» **YOUR INSTRUCTIONS**:
Where "ConversionKind" appears in a line of the entries below, that line should be copied.

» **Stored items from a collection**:
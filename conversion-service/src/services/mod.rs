pub mod conversion;
pub mod metrics;
pub mod storage;
pub mod tasks;

pub use conversion::{ConversionService, Converted, Upload};
pub use metrics::{get_metrics, init_metrics};
pub use storage::{sanitize_filename, LocalStorage, Storage, Workspace};
pub use tasks::TaskStore;
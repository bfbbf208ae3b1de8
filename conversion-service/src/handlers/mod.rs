pub mod convert;
pub mod health;
pub mod index;
pub mod tasks;
pub mod upload;

pub use convert::{pdf_to_word, word_to_pdf};
pub use health::{health_check, metrics_endpoint};
pub use index::index;
pub use tasks::{download_task, submit_pdf_to_doc, submit_pdf_to_word, submit_word_to_pdf, task_status};
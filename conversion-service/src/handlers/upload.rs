use crate::models::{ConversionKind, DocumentFormat, FormatRejection};
use crate::services::{sanitize_filename, Upload};
use axum::extract::multipart::{Multipart, MultipartError, MultipartRejection};
use axum::http::StatusCode;
use service_core::error::AppError;

/// Name of the multipart field carrying the document.
pub const FILE_FIELD: &str = "file";

/// Pull the `file` field out of a multipart body and validate it for `kind`.
pub async fn read_upload(
    multipart: Result<Multipart, MultipartRejection>,
    kind: ConversionKind,
) -> Result<Upload, AppError> {
    let mut multipart = multipart.map_err(|e| {
        tracing::debug!(error = %e, "Rejected non-multipart upload");
        AppError::BadRequest(anyhow::anyhow!("No file provided"))
    })?;

    while let Some(field) = multipart.next_field().await.map_err(multipart_error)? {
        if field.name() != Some(FILE_FIELD) {
            continue;
        }

        let filename = field
            .file_name()
            .and_then(sanitize_filename)
            .ok_or_else(|| AppError::BadRequest(anyhow::anyhow!("No file selected")))?;

        if DocumentFormat::from_filename(&filename)
            .filter(|f| kind.accepts(*f))
            .is_none()
        {
            return Err(AppError::BadRequest(anyhow::anyhow!(kind.rejection_message())));
        }

        let data = field.bytes().await.map_err(multipart_error)?.to_vec();
        if data.is_empty() {
            return Err(AppError::BadRequest(anyhow::anyhow!("Uploaded file is empty")));
        }

        let format = kind.resolve_input(&filename, &data).map_err(|rejection| {
            let message = match rejection {
                FormatRejection::UnsupportedExtension => kind.rejection_message(),
                FormatRejection::ContentMismatch => "File content does not match its extension",
            };
            AppError::BadRequest(anyhow::anyhow!(message))
        })?;

        tracing::info!(
            filename = %filename,
            format = %format,
            size = data.len(),
            kind = %kind,
            "Upload accepted"
        );

        return Ok(Upload {
            filename,
            format,
            data,
        });
    }

    Err(AppError::BadRequest(anyhow::anyhow!("No file provided")))
}

fn multipart_error(e: MultipartError) -> AppError {
    if e.status() == StatusCode::PAYLOAD_TOO_LARGE {
        AppError::PayloadTooLarge(anyhow::anyhow!("File too large"))
    } else {
        AppError::BadRequest(anyhow::anyhow!("Failed to read multipart body: {}", e.body_text()))
    }
}
mod converter;
mod executor;
mod libreoffice;

pub use converter::{ConversionRequest, Converter, ConverterRegistry};
pub use executor::{CommandError, CommandExecutor};
pub use libreoffice::LibreOfficeConverter;
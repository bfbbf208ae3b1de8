use crate::converters::{CommandExecutor, ConversionRequest, ConverterRegistry};
use crate::models::{pdf_has_text_layer, ConversionKind, DocumentFormat};
use crate::services::metrics::{record_conversion_finished, record_conversion_started};
use crate::services::storage::{Storage, Workspace};
use service_core::error::AppError;
use std::sync::Arc;
use std::time::Instant;

/// Validated upload ready to be converted.
#[derive(Debug, Clone)]
pub struct Upload {
    pub filename: String,
    pub format: DocumentFormat,
    pub data: Vec<u8>,
}

/// The converted file, read back into memory.
#[derive(Debug)]
pub struct Converted {
    pub filename: String,
    pub format: DocumentFormat,
    pub data: Vec<u8>,
}

/// Sequences one conversion: place the input in a workspace, run the engine,
/// and check that it produced the expected file.
#[derive(Clone)]
pub struct ConversionService {
    storage: Arc<dyn Storage>,
    registry: Arc<ConverterRegistry>,
    executor: CommandExecutor,
}

impl ConversionService {
    pub fn new(
        storage: Arc<dyn Storage>,
        registry: Arc<ConverterRegistry>,
        executor: CommandExecutor,
    ) -> Self {
        Self {
            storage,
            registry,
            executor,
        }
    }

    pub fn storage(&self) -> &Arc<dyn Storage> {
        &self.storage
    }

    /// Store the upload in a fresh workspace.
    pub async fn stage(&self, workspace: &Workspace, upload: Upload) -> Result<(), AppError> {
        if upload.format == DocumentFormat::Pdf && !pdf_has_text_layer(&upload.data) {
            tracing::warn!(
                filename = %upload.filename,
                "PDF has no detectable text layer, output may be empty"
            );
        }
        self.storage.upload(&workspace.input_key(), upload.data).await
    }

    /// Run the engine over a staged workspace. Returns the output key.
    pub async fn run(
        &self,
        workspace: &Workspace,
        kind: ConversionKind,
        input_format: DocumentFormat,
    ) -> Result<String, AppError> {
        let converter = self.registry.find_converter(kind).ok_or_else(|| {
            AppError::ConversionFailed(anyhow::anyhow!("No converter registered for {}", kind))
        })?;

        let input = self.storage.resolve(&workspace.input_key());
        let output_dir = self.storage.resolve(&workspace.id);
        let output_key = workspace.output_key(kind.target().extension());

        let request = ConversionRequest {
            kind,
            input: &input,
            input_format,
            output_dir: &output_dir,
        };

        record_conversion_started(kind);
        let start = Instant::now();

        let result = converter.convert(&request, &self.executor).await.and_then(|_| {
            if self.storage.resolve(&output_key).is_file() {
                Ok(())
            } else {
                Err(AppError::ConversionFailed(anyhow::anyhow!(
                    "{} exited cleanly but produced no {}",
                    converter.name(),
                    output_key
                )))
            }
        });

        record_conversion_finished(kind, start.elapsed(), result.is_ok());

        match result {
            Ok(()) => {
                tracing::info!(
                    kind = %kind,
                    workspace = %workspace.id,
                    duration_ms = start.elapsed().as_millis(),
                    "Conversion succeeded"
                );
                Ok(output_key)
            }
            Err(e) => {
                tracing::error!(
                    kind = %kind,
                    workspace = %workspace.id,
                    error = %e,
                    "Conversion failed"
                );
                Err(e)
            }
        }
    }

    /// Full synchronous conversion. The workspace is removed whatever the
    /// outcome.
    pub async fn convert(&self, kind: ConversionKind, upload: Upload) -> Result<Converted, AppError> {
        let workspace = Workspace::new(upload.filename.clone());
        let input_format = upload.format;

        let result = async {
            self.stage(&workspace, upload).await?;
            let output_key = self.run(&workspace, kind, input_format).await?;
            self.storage.download(&output_key).await
        }
        .await;

        self.discard(&workspace).await;

        let data = result?;
        Ok(Converted {
            filename: workspace.output_name(kind.target().extension()),
            format: kind.target(),
            data,
        })
    }

    /// Best-effort removal of a workspace; failures are only logged.
    pub async fn discard(&self, workspace: &Workspace) {
        if let Err(e) = self.storage.delete_workspace(&workspace.id).await {
            tracing::warn!(
                workspace = %workspace.id,
                error = %e,
                "Failed to clean up conversion workspace"
            );
        }
    }
}
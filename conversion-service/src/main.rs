use conversion_service::config::ConversionConfig;
use conversion_service::services::init_metrics;
use conversion_service::startup::Application;
use service_core::observability::init_tracing;

#[tokio::main]
async fn main() -> anyhow::Result<()> {
    // Initialize metrics recorder (must be before any metrics are recorded)
    init_metrics();

    let config = ConversionConfig::load().map_err(|e| {
        eprintln!("Failed to load configuration: {}", e);
        anyhow::anyhow!("Configuration error: {}", e)
    })?;

    init_tracing(
        "conversion-service",
        &config.common.log_level,
        config.otlp_endpoint.as_deref(),
    );

    tracing::info!(
        upload_dir = %config.storage.upload_dir.display(),
        soffice = %config.converter.soffice_path,
        workers = config.worker.worker_count,
        "Starting conversion-service"
    );

    let app = Application::build(config).await.map_err(|e| {
        tracing::error!("Failed to build application: {}", e);
        anyhow::anyhow!("Startup error: {}", e)
    })?;

    app.run_until_stopped().await.map_err(|e| {
        tracing::error!("Server error: {}", e);
        anyhow::anyhow!("Server error: {}", e)
    })?;

    Ok(())
}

» **SOLUTION TO THIS EXERCISE**:
use crate::models::{ConversionKind, DocumentFormat, FormatRejection};
    kind: ConversionKind,
use crate::models::{pdf_has_text_layer, ConversionKind, DocumentFormat};
        kind: ConversionKind,
    pub async fn convert(&self, kind: ConversionKind, upload: Upload) -> Result<Converted, AppError> {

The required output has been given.